When someone you love tells you “it’s not that big a deal,” they are usually trying to comfort you by minimising the gravity of the situation. However, if they genuinely believe what they are saying, it is usually a reflection of their own experiences and what they perceive as normal in society. Interestingly, our definition of ‘normal’ here can vary across different genders or sexual orientations. We’ve all heard the saying “boys will be boys” and something along the lines of “he’s just being a bloke.” On the other hand, male partners of women suffering with sex addiction often have a harder time receiving serious sympathy. They may even be told that they are lucky to have “such a sexual woman.” But as I’ve mentioned before, you cannot deny a person’s right to feel hurt. Sex addiction has the potential to destroy relationships and massively decrease a person’s quality of life – whether they are the one addicted or the partner of them.

 

“Sex addiction is just an excuse for bad behaviour”

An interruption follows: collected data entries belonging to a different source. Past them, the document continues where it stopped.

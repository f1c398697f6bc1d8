//! Browser driver discovery and the Chromium DevTools Protocol page driver.
//!
//! The session layer talks to [`BrowserLauncher`]/[`PageDriver`] only; the
//! chromiumoxide-backed implementation lives in [`chromium`] and can be swapped
//! for a scripted driver in tests.

pub mod chromium;
pub mod config;
pub mod driver;
pub mod error;
pub mod locator;

pub use chromium::{ChromiumLauncher, ChromiumPage};
pub use config::CdpConfig;
pub use driver::{BrowserLauncher, PageDriver};
pub use error::{AdapterError, AdapterErrorKind, DriverError};
pub use locator::{locate, DriverLocator, FsProbe, SystemProbe};
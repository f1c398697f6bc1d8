use assert_cmd::prelude::*;
use predicates::prelude::*;
use serde_json::Value;
use std::process::Command;

fn monitor_cmd(workdir: &std::path::Path) -> Command {
    let bin = assert_cmd::cargo::cargo_bin!("attendance-monitor");
    let mut cmd = Command::new(bin);
    cmd.current_dir(workdir)
        .env_remove("ATTENDANCE_IDENTIFIER")
        .env_remove("ATTENDANCE_SECRET")
        .env("RUST_LOG", "warn");
    cmd
}

fn write_config(dir: &std::path::Path) -> std::path::PathBuf {
    let path = dir.join("attendance.yaml");
    std::fs::write(
        &path,
        "interval_secs: 120\nportal:\n  base_url: http://127.0.0.1:9\n  login_url: http://127.0.0.1:9/Account/Login\n",
    )
    .expect("write config");
    path
}

#[test]
fn help_lists_commands() {
    let dir = tempfile::tempdir().unwrap();
    monitor_cmd(dir.path())
        .arg("--help")
        .assert()
        .success()
        .stdout(predicate::str::contains("run"))
        .stdout(predicate::str::contains("doctor"));
}

#[test]
fn config_show_emits_json() {
    let dir = tempfile::tempdir().unwrap();
    let config = write_config(dir.path());

    let assert = monitor_cmd(dir.path())
        .args(["config", "--config", config.to_str().unwrap(), "-o", "json"])
        .assert()
        .success();

    let stdout = String::from_utf8(assert.get_output().stdout.clone()).expect("utf8 output");
    let value: Value = serde_json::from_str(stdout.trim()).expect("valid json");
    assert_eq!(value["interval_secs"].as_u64(), Some(120));
    assert_eq!(value["portal"]["base_url"].as_str(), Some("http://127.0.0.1:9"));
}

#[test]
fn config_validate_rejects_zero_interval() {
    let dir = tempfile::tempdir().unwrap();
    let path = dir.path().join("bad.yaml");
    std::fs::write(&path, "interval_secs: 0\n").unwrap();

    monitor_cmd(dir.path())
        .args(["config", "validate", "--config", path.to_str().unwrap()])
        .assert()
        .code(1)
        .stderr(predicate::str::contains("invalid"));
}

#[test]
fn doctor_needs_no_driver_for_lightweight() {
    let dir = tempfile::tempdir().unwrap();
    let config = write_config(dir.path());

    monitor_cmd(dir.path())
        .args([
            "doctor",
            "--strategy",
            "lightweight",
            "--config",
            config.to_str().unwrap(),
        ])
        .assert()
        .success()
        .stdout(predicate::str::contains("not needed"));
}

#[test]
fn run_without_credentials_or_terminal_fails() {
    let dir = tempfile::tempdir().unwrap();
    let config = write_config(dir.path());

    monitor_cmd(dir.path())
        .args(["run", "--config", config.to_str().unwrap()])
        .assert()
        .code(1)
        .stderr(predicate::str::contains("ATTENDANCE_SECRET"));
}
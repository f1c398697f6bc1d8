//! Attendance monitor library
//!
//! Session strategies, extraction, change detection and the monitor loop,
//! exposed for the binary and for integration testing.

pub mod change;
pub mod cli;
pub mod config;
pub mod errors;
pub mod extractor;
pub mod monitor;
pub mod reporter;
pub mod session;
pub mod summary;

// Re-export commonly used types for external use
pub use change::{diff, ChangeSet, StatusChange};
pub use config::RunConfig;
pub use errors::{AuthError, CycleError, DriverError, FetchError, ParseError, SetupError};
pub use extractor::Extractor;
pub use monitor::{Monitor, MonitorOutcome, MonitorState, StopReason};
pub use reporter::{ConsoleReporter, FanoutReporter, ReportEvent, Reporter, SnapshotExporter};
pub use session::{
    AuthenticatedSession, BrowserAutomationStrategy, FetchTarget, LightweightStrategy, RawPage,
    SessionStrategy,
};
pub use summary::TodaySummary;
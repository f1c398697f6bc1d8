use super::config::cmd_config;
use super::doctor::cmd_doctor;
use super::env::CliArgs;
use super::run::cmd_run;
use crate::cli::commands::Commands;
use crate::cli::context::CliContext;
use anyhow::Result;

/// Runs the selected command and returns the process exit status.
pub async fn dispatch(cli: &CliArgs, ctx: &CliContext) -> Result<i32> {
    match cli.command.clone() {
        Commands::Run(args) => cmd_run(args, ctx).await,
        Commands::Doctor(args) => cmd_doctor(args, ctx).await,
        Commands::Config(args) => cmd_config(args, ctx).await,
    }
}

Finally, one of the most damaging misunderstandings of sex addiction is that it does not even exist. The media are certainly quick to dismiss the condition or mindlessly attach the term to some notoriously unfaithful celebrity. Even untrained professionals are guilty of mislabeling people with sex addiction which only fuels the fire of doubt. Sex addiction violates the very core of intimate relationships which is arguably the most fundamental need of human beings. It is profoundly hurtful for those suffering with sex addiction and their partners to see the media shunning what is a painful reality in their lives. Not only do they have to suffer personal pain and betrayal, they have to suffer the judgement of society and professionals.